/// A finished session as handed to [`SessionStore`]
#[derive(Debug, Clone, PartialEq, Serialize, Deserialize)]
pub struct SessionRecord {
    /// Program that was ridden
    pub program: ResistanceProgram,
    /// Minute-by-minute levels
    pub schedule: LevelSchedule,
    /// Every sample in arrival order
    pub samples: Vec<TelemetrySample>,
    /// Aggregates over `samples`
    pub summary: SessionSummary,
    /// How the session ended
    pub outcome: SessionOutcome,
    /// Whether STOP reached the bike; false means it may still be running
    pub stopped_cleanly: bool,
    /// Wall-clock creation time of the session
    pub started_at: SystemTime,
}

/// What the runner has to do after a sample
#[derive(Debug, Clone, Copy, PartialEq, Eq)]
pub enum SampleAction {
    /// Nothing; keep polling
    Continue,
    /// The scheduled level differs from the applied one
    ChangeLevel(u8),
    /// The programmed duration has elapsed
    Complete,
}

/// Bookkeeping for one workout
#[derive(Debug, Clone)]
pub struct Session {
    program: ResistanceProgram,
    schedule: LevelSchedule,
    current_minute: u32,
    applied_level: u8,
    samples: Vec<TelemetrySample>,
    started_at: SystemTime,
    finalized: bool,
}

impl Session {
    /// Create a session for `program`, building its schedule
    ///
    /// # Errors
    ///
    /// See [`ResistanceProgram::build_schedule`].
    pub fn new(program: ResistanceProgram) -> Result<Self> {
        let schedule = program.build_schedule()?;
        Ok(Self::with_schedule(program, schedule))
    }

    /// Create a session that follows a hand-made schedule
    ///
    /// The program's duration and base level are taken from the schedule.
    #[must_use]
    pub fn with_schedule(program: ResistanceProgram, schedule: LevelSchedule) -> Self {
        let base_level = schedule.level_at(0).unwrap_or(program.base_level);
        let program = ResistanceProgram {
            base_level,
            duration_minutes: u32::try_from(schedule.len()).unwrap_or(u32::MAX),
            ..program
        };

        Self {
            program,
            schedule,
            current_minute: 0,
            applied_level: base_level,
            samples: Vec::new(),
            started_at: SystemTime::now(),
            finalized: false,
        }
    }

    /// Program being ridden
    #[must_use]
    pub const fn program(&self) -> &ResistanceProgram {
        &self.program
    }

    /// Level schedule
    #[must_use]
    pub const fn schedule(&self) -> &LevelSchedule {
        &self.schedule
    }

    /// Samples collected so far
    #[must_use]
    pub fn samples(&self) -> &[TelemetrySample] {
        &self.samples
    }

    /// Elapsed minute of the latest sample
    #[must_use]
    pub const fn current_minute(&self) -> u32 {
        self.current_minute
    }

    /// Last level written to the bike
    #[must_use]
    pub const fn applied_level(&self) -> u8 {
        self.applied_level
    }

    /// Whether [`Session::finalize`] already ran
    #[must_use]
    pub const fn is_finalized(&self) -> bool {
        self.finalized
    }

    /// Record a sample and decide what happens next
    ///
    /// The decision compares the schedule against the last applied level, not
    /// the level the console reports.
    ///
    /// # Errors
    ///
    /// Returns [`BikeError::AlreadyFinalized`] once the session is finalized.
    pub fn record_sample(&mut self, sample: TelemetrySample) -> Result<SampleAction> {
        if self.finalized {
            return Err(BikeError::AlreadyFinalized);
        }

        self.samples.push(sample);
        self.current_minute = sample.elapsed_minute();

        Ok(match self.schedule.level_at(self.current_minute) {
            None => SampleAction::Complete,
            Some(level) if level != self.applied_level => SampleAction::ChangeLevel(level),
            Some(_) => SampleAction::Continue,
        })
    }

    /// Note that `level` reached the bike
    pub fn level_applied(&mut self, level: u8) {
        self.applied_level = level;
    }

    /// Close the session and produce its record
    ///
    /// # Errors
    ///
    /// Returns [`BikeError::AlreadyFinalized`] on a second call.
    pub fn finalize(&mut self, outcome: SessionOutcome) -> Result<SessionRecord> {
        if self.finalized {
            return Err(BikeError::AlreadyFinalized);
        }
        self.finalized = true;

        Ok(SessionRecord {
            program: self.program,
            schedule: self.schedule.clone(),
            summary: SessionSummary::from_samples(&self.samples),
            samples: self.samples.clone(),
            outcome,
            stopped_cleanly: false,
            started_at: self.started_at,
        })
    }
}

/// Drives one [`Session`] over a [`Transport`]
pub struct SessionRunner<T: Transport> {
    transport: T,
    config: SessionConfig,
    session: Session,
    state: watch::Sender<SessionState>,
    sink: Option<Arc<dyn TelemetrySink>>,
    store: Option<Arc<dyn SessionStore>>,
    cancel: CancellationToken,
}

──────

Exercise directions → Show the lines of the entries that include the string "ChangeLevel", copying each in full.

Response below →
    ChangeLevel(u8),
            Some(level) if level != self.applied_level => SampleAction::ChangeLevel(level),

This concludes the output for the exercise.